Se dunque, fino a prima dell’emanazione di queste norme, la responsabilità, in caso di frode, rimaneva in capo al cedente/fornitore delle opere, ora si chiede alle banche acquirenti il credito di effettuare controlli e verifiche in modo da non essere considerate responsabili in solido con i soggetti che hanno commesso le frodi. In tal modo, eviteranno di incorrere in pesanti sanzioni, maggiorate degli interessi, oltre che ovviamente nel recupero della detrazione in quanto indebitamente fruita.

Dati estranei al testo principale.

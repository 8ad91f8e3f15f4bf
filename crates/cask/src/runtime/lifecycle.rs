//! Run lifecycle tracking.

use cask_common::CaskError;

/// Phases of a run, in order.
///
/// Any failure jumps straight to [`RunPhase::Terminate`]; nothing is retried.
#[derive(Debug, Clone, Copy, PartialEq, Eq, PartialOrd, Ord)]
pub enum RunPhase {
    /// Nothing has happened yet.
    Init,
    /// Resolving the image reference.
    Resolve,
    /// Fetching the bearer token.
    Auth,
    /// Fetching the manifest.
    Manifest,
    /// Downloading and extracting layers.
    Pull,
    /// Starting the isolated command.
    Launch,
    /// Waiting for the command.
    Wait,
    /// Run finished.
    Terminate,
}

impl std::fmt::Display for RunPhase {
    fn fmt(&self, f: &mut std::fmt::Formatter<'_>) -> std::fmt::Result {
        match self {
            Self::Init => write!(f, "init"),
            Self::Resolve => write!(f, "resolve"),
            Self::Auth => write!(f, "auth"),
            Self::Manifest => write!(f, "manifest"),
            Self::Pull => write!(f, "pull"),
            Self::Launch => write!(f, "launch"),
            Self::Wait => write!(f, "wait"),
            Self::Terminate => write!(f, "terminate"),
        }
    }
}

/// Current phase of a run.
#[derive(Debug)]
pub struct Lifecycle {
    phase: RunPhase,
}

impl Default for Lifecycle {
    fn default() -> Self {
        Self {
            phase: RunPhase::Init,
        }
    }
}

impl Lifecycle {
    /// Start a new run.
    #[must_use]
    pub fn new() -> Self {
        Self::default()
    }

    /// The phase the run is in.
    #[must_use]
    pub const fn phase(&self) -> RunPhase {
        self.phase
    }

    /// Move forward to `next`.
    pub fn enter(&mut self, next: RunPhase) {
        debug_assert!(next > self.phase, "run phases only move forward");
        tracing::debug!(from = %self.phase, to = %next, "Run phase transition");
        self.phase = next;
    }

    /// The command exited; the run ends with its status.
    pub fn finish(&mut self, code: i32) {
        tracing::debug!(from = %self.phase, exit_code = code, "Run finished");
        self.phase = RunPhase::Terminate;
    }

    /// An internal failure ends the run with status 1.
    pub fn abort(&mut self, error: &CaskError) {
        tracing::debug!(from = %self.phase, error = %error, "Run aborted");
        self.phase = RunPhase::Terminate;
    }
}
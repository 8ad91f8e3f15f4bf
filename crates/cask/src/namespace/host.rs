//! Unisolated execution.

use std::path::{Path, PathBuf};

use cask_common::CaskResult;
use tokio::process::Command;

use super::{Isolation, IsolationMode};

/// Runs the command on the host, resolved inside the root filesystem.
///
/// The program path is joined onto the root filesystem and the child starts
/// with the root filesystem as its working directory. Absolute symlinks inside
/// the image still resolve against the host, so this is a diagnostic mode for
/// unprivileged users rather than a sandbox.
#[derive(Debug, Clone, Copy, Default)]
pub struct HostIsolation;

impl Isolation for HostIsolation {
    fn mode(&self) -> IsolationMode {
        IsolationMode::Host
    }

    fn program_path(&self, rootfs: &Path, program: &str) -> PathBuf {
        rootfs.join(program.trim_start_matches('/'))
    }

    fn configure(&self, command: &mut Command, rootfs: &Path) -> CaskResult<()> {
        tracing::warn!("Running without isolation");
        command.current_dir(rootfs);
        Ok(())
    }
}
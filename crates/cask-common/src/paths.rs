//! Standard filesystem paths for Cask.

use std::path::{Path, PathBuf};

use once_cell::sync::Lazy;

use crate::{CaskError, CaskResult};

/// Default base directory for per-run root filesystems.
pub static CASK_TMP_DIR: Lazy<PathBuf> = Lazy::new(|| {
    std::env::var("CASK_TMP_DIR")
        .map(PathBuf::from)
        .unwrap_or_else(|_| std::env::temp_dir())
});

/// Prefix of every per-run root directory name.
pub const ROOTFS_PREFIX: &str = "jail";

/// Standard paths used by a run.
#[derive(Debug, Clone)]
pub struct CaskPaths {
    /// Base directory the root filesystem is created under.
    pub tmp: PathBuf,
}

impl Default for CaskPaths {
    fn default() -> Self {
        Self {
            tmp: CASK_TMP_DIR.clone(),
        }
    }
}

impl CaskPaths {
    /// Create paths with default locations.
    #[must_use]
    pub fn new() -> Self {
        Self::default()
    }

    /// Create paths with a custom base directory.
    #[must_use]
    pub fn with_tmp(tmp: impl Into<PathBuf>) -> Self {
        Self { tmp: tmp.into() }
    }

    /// Location of the downloaded archive for `digest` inside `rootfs`.
    ///
    /// The digest is used verbatim as the file name, so anything that could
    /// name a path outside `rootfs` is rejected.
    pub fn layer_archive(rootfs: &Path, digest: &str) -> CaskResult<PathBuf> {
        let unusable = digest.is_empty()
            || digest == "."
            || digest == ".."
            || digest.contains(|c: char| c == '/' || c == '\0');
        if unusable {
            return Err(CaskError::Decode {
                what: "layer digest",
                message: format!("{digest:?} is not usable as a file name"),
            });
        }
        Ok(rootfs.join(digest))
    }
}
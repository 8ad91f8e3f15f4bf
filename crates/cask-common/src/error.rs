//! Common error types for Cask.

use std::path::PathBuf;

use miette::Diagnostic;
use thiserror::Error;

/// Result type alias using [`CaskError`].
pub type CaskResult<T> = Result<T, CaskError>;

/// Every internal failure of a run.
///
/// None of these are recovered locally: the launcher maps any of them to
/// exit status 1. A non-zero exit of the launched command is not an error
/// and never appears here.
#[derive(Error, Diagnostic, Debug)]
pub enum CaskError {
    /// Connection failure or unreadable response body.
    #[error("Network error: {message}")]
    #[diagnostic(code(cask::network))]
    Network {
        /// The error message.
        message: String,
    },

    /// The registry answered with a non-success status.
    #[error("Registry returned {status} for {url}")]
    #[diagnostic(
        code(cask::registry::status),
        help("Check that the image exists and is public")
    )]
    Registry {
        /// HTTP status code.
        status: u16,
        /// The URL that was requested.
        url: String,
    },

    /// A registry response body could not be decoded.
    #[error("Failed to decode {what}: {message}")]
    #[diagnostic(code(cask::decode))]
    Decode {
        /// The document being decoded (token, manifest, ...).
        what: &'static str,
        /// The error message.
        message: String,
    },

    /// A filesystem operation on the root directory failed.
    #[error("Failed to {operation} {}: {source}", path.display())]
    #[diagnostic(code(cask::filesystem))]
    Filesystem {
        /// The operation that failed.
        operation: &'static str,
        /// The path the operation targeted.
        path: PathBuf,
        /// The underlying error.
        #[source]
        source: std::io::Error,
    },

    /// I/O error.
    #[error("I/O error: {0}")]
    #[diagnostic(code(cask::io))]
    Io(#[from] std::io::Error),

    /// The command could not be started inside the root directory.
    #[error("Failed to launch {program}: {message}")]
    #[diagnostic(
        code(cask::launch),
        help("The executable must exist inside the image; isolation needs root privileges")
    )]
    Launch {
        /// The program that was being launched.
        program: String,
        /// The error message.
        message: String,
    },

    /// A configured deadline elapsed.
    #[error("Timed out after {seconds}s while {operation}")]
    #[diagnostic(code(cask::timeout))]
    Timeout {
        /// What was in progress.
        operation: &'static str,
        /// The deadline in seconds.
        seconds: u64,
    },

    /// Feature not supported on this platform.
    #[error("Feature not supported: {feature}")]
    #[diagnostic(
        code(cask::unsupported),
        help("Process isolation requires a Unix host; PID namespaces require Linux")
    )]
    Unsupported {
        /// The unsupported feature.
        feature: String,
    },

    /// Configuration error.
    #[error("Configuration error: {message}")]
    #[diagnostic(code(cask::config))]
    Config {
        /// The error message.
        message: String,
    },

    /// Internal error (should not happen).
    #[error("Internal error: {message}")]
    #[diagnostic(code(cask::internal), help("This is a bug, please report it"))]
    Internal {
        /// The error message.
        message: String,
    },
}

impl CaskError {
    /// Build a [`CaskError::Filesystem`] from an I/O error.
    pub fn filesystem(
        operation: &'static str,
        path: impl Into<PathBuf>,
    ) -> impl FnOnce(std::io::Error) -> Self {
        let path = path.into();
        move |source| Self::Filesystem {
            operation,
            path,
            source,
        }
    }
}

impl From<serde_json::Error> for CaskError {
    fn from(err: serde_json::Error) -> Self {
        Self::Decode {
            what: "JSON document",
            message: err.to_string(),
        }
    }
}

L’ESIGENZA: CONTROLLI SUI CREDITI DEI BONUS EDILIZI

L’insussistenza dell’imperizia e negligenza grossolana dei cessionari dovrà quindi essere dimostrata attraverso lo svolgimento di controlli e verifiche su ogni singola istruttoria così come indicati dalla Circolare 23/E dell’Agenzia delle Entrate. Si tratta in particolare di verificare i profili oggettivi e soggettivi dell’operazione, sintomatici della falsità del credito come ad esempio:

  • controlli sulla completezza o la palese contraddittorietà della documentazione;
  • sproporzione fra i crediti fiscali e il valore dell’immobile;
  • applicazione di condizioni economiche anomale in sede di cessione dei crediti;
  • mancata effettuazione dei lavori.

LA SOLUZIONE CRIF RES

Per supportare gli istituti cessionari di crediti fiscali nel fare fronte correttamente a quanto indicato dalla normativa in tema di controlli e profili di responsabilità, CRIF RES propone i seguenti servizi:

  1. Due Diligence ex Circolare 23/E: con focus su profili oggettivi delle operazioni, ovvero su “sproporzione tra l’ammontare dei crediti ceduti e il valore dell’unità immobiliare”.
  2. Verifica dell’esecuzione dei lavori attraverso sopralluoghi ed ispezioni: con possibilità di scelta da parte dell’Istituto in base alle caratteristiche degli interventi sull’immobile, fra sopralluogo solo esterno, anche interno, o ispezione da remoto con tool proprietario di video collaboration.
  3. Approfondimenti: se dalle verifiche documentali oppure on-site emergono aspetti da approfondire, potranno essere richiesti ulteriori approfondimenti ad hoc.